14. The Tudors : Se lancer dans une série historique n’est pas à la portée de toutes les chaînes (ni de toutes les bourses) et Showtime s’est lancé avec brio dedans avec la production de The Tudors, fresque historique sur la vie très tourmentée du jeune Henri VIII (ses relations tumultueuses avec les femmes, ses alliances politiques…) dans l’Angleterre du 16è siècle. La deuxième saison est d’avantage axée sur la soif de pouvoir d’Henri VIII et de son combat pour la séparation de l’Eglise catholique et le royaume d’Angleterre. Son divorce et son remariage avec Anne Boleyn vont entrainer leur excommunication et la création de l’Eglise anglicane. L’atmosphère est admirablement bien rendue et la violence de certaines moeurs de l’époque traitée avec beaucoup de justesse mais le principale atout de la série réside en un nom : Jonathan Rhys-Meyer.
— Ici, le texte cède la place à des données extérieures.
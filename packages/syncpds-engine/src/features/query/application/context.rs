use super::engine::QueryEngine;
use crate::config::AnalysisConfig;
use crate::errors::Result;
use crate::features::query::infrastructure::OnTheFlyCallGraph;
use crate::features::weights::Weight;
use crate::shared::ports::ProgramModel;
use std::sync::Arc;
use tracing::debug;

/// Program, configuration and call graph shared by the engines of one
/// analysis run
///
/// Cheap to clone. With `share_call_graph` every engine handed out resolves
/// against the same on-the-fly call graph; otherwise each engine starts
/// from the static call targets alone.
#[derive(Clone)]
pub struct AnalysisContext {
    program: Arc<dyn ProgramModel>,
    call_graph: Arc<OnTheFlyCallGraph>,
    config: AnalysisConfig,
}

impl AnalysisContext {
    pub fn new(program: Arc<dyn ProgramModel>, config: AnalysisConfig) -> Result<Self> {
        config.validate()?;
        debug!(preset = %config.preset.as_str(), "analysis context created");
        Ok(Self {
            program,
            call_graph: Arc::new(OnTheFlyCallGraph::new()),
            config,
        })
    }

    pub fn program(&self) -> &Arc<dyn ProgramModel> {
        &self.program
    }

    pub fn config(&self) -> &AnalysisConfig {
        &self.config
    }

    pub fn call_graph(&self) -> &Arc<OnTheFlyCallGraph> {
        &self.call_graph
    }

    /// Fresh engine over this context
    pub fn engine<W: Weight>(&self) -> QueryEngine<W> {
        let engine = QueryEngine::new(self.program.clone(), self.config.clone());
        if self.config.share_call_graph {
            engine.with_call_graph(self.call_graph.clone())
        } else {
            engine
        }
    }

    /// Forget every discovered call-graph edge
    pub fn reset(&mut self) {
        self.call_graph = Arc::new(OnTheFlyCallGraph::new());
    }
}

impl std::fmt::Debug for AnalysisContext {
    fn fmt(&self, f: &mut std::fmt::Formatter<'_>) -> std::fmt::Result {
        f.debug_struct("AnalysisContext")
            .field("config", &self.config)
            .field("call_graph", &self.call_graph)
            .finish_non_exhaustive()
    }
}

#[cfg(test)]
mod tests {
    use super::*;
    use crate::features::query::infrastructure::InMemoryProgram;
    use crate::features::weights::Reachability;
    use crate::shared::models::Statement;

    fn context(share: bool) -> AnalysisContext {
        let config = AnalysisConfig::default().share_call_graph(share);
        AnalysisContext::new(Arc::new(InMemoryProgram::new()), config).unwrap()
    }

    #[test]
    fn test_invalid_config_rejected() {
        let config = AnalysisConfig::default().max_sub_queries(0);
        assert!(AnalysisContext::new(Arc::new(InMemoryProgram::new()), config).is_err());
    }

    #[test]
    fn test_engines_share_call_graph() {
        let ctx = context(true);
        let engine: QueryEngine<Reachability> = ctx.engine();
        assert!(Arc::ptr_eq(engine.call_graph(), ctx.call_graph()));
    }

    #[test]
    fn test_private_call_graph_when_not_shared() {
        let ctx = context(false);
        let engine: QueryEngine<Reachability> = ctx.engine();
        assert!(!Arc::ptr_eq(engine.call_graph(), ctx.call_graph()));
    }

    #[test]
    fn test_reset_drops_edges() {
        let mut ctx = context(true);
        let cs = Statement::new(crate::shared::models::Method::new("A", "main"), 1);
        ctx.call_graph()
            .add_edge(&cs, &crate::shared::models::Method::new("B", "run"));
        assert_eq!(ctx.call_graph().edge_count(), 1);

        ctx.reset();
        assert_eq!(ctx.call_graph().edge_count(), 0);
    }
}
15. Weeds : Vous n’avez pas pu passer à côté de cette série qui fait les beaux jours de Showtime depuis 4 saisons. En 2005 en apprenant qu’une série sur le trafic d’herbe dans un quartier résidentiel allait être diffusé, je me suis dit: « Ça a le mérite de se laisser regarder au moins une fois cette affaire! ». Bien m’en a pris car j’ai eu devant les yeux une série réaliste sur les vrais problèmes de nos sociétés occidentales décadentes (drogue sous toutes ses formes et en toute occasion, niveau de vie, surendettement, banlieues standardisées…). Une virulente charge contre la politique internationale menée par le gouvernement Bush se dégage également (l’action militaire en Irak y est plusieurs fois dénoncée.) Weeds n’hésite pas à aborder une floppée de sujets dramatiques : la mort d’un père, la maladie, l’adultère … et le constat est cinglant : tout semble justifier le recours au psychotropes! Avec sa saison 4 et son changement de décor, Weeds a passé un palier non-négligeable vers le changement tout en douceur mais avec un humour tout aussi corrosif. Sans doute la série américaine la plus irrévérencieuse, sordide et politiquement incorrect du moment, sans oublier l’excellente performance de Mary-Louise Parker en Desperate Housewives trash.
Bref 2008 fut une année riche et on attend déjà les surprises que nous réserve 2009. Si possible la disparition de Prison Break devenu imbuvable, de nouvelles (bonnes) intrigues pour Desperate Housewives et Ugly Betty qui commencent à sérieusement tourner en rond, un au revoir digne de ce nom pour la sympathique Dirty Sexy Money, des fins de saisons qui nous permettent de nous faire un réel avis sur les prometteuses Fringe, True Blood, 90210, Sons of Anarchy et The Mentalist, une agréable et réussie nouveauté avec The United States of Tara… Et puis surtout le renouvellement de Friday Night Lights, SURTOUT!!
Ce top n’est qu’une vue personnelle, que rien ne vous empêche de faire le vôtre en commentaires … See you next year!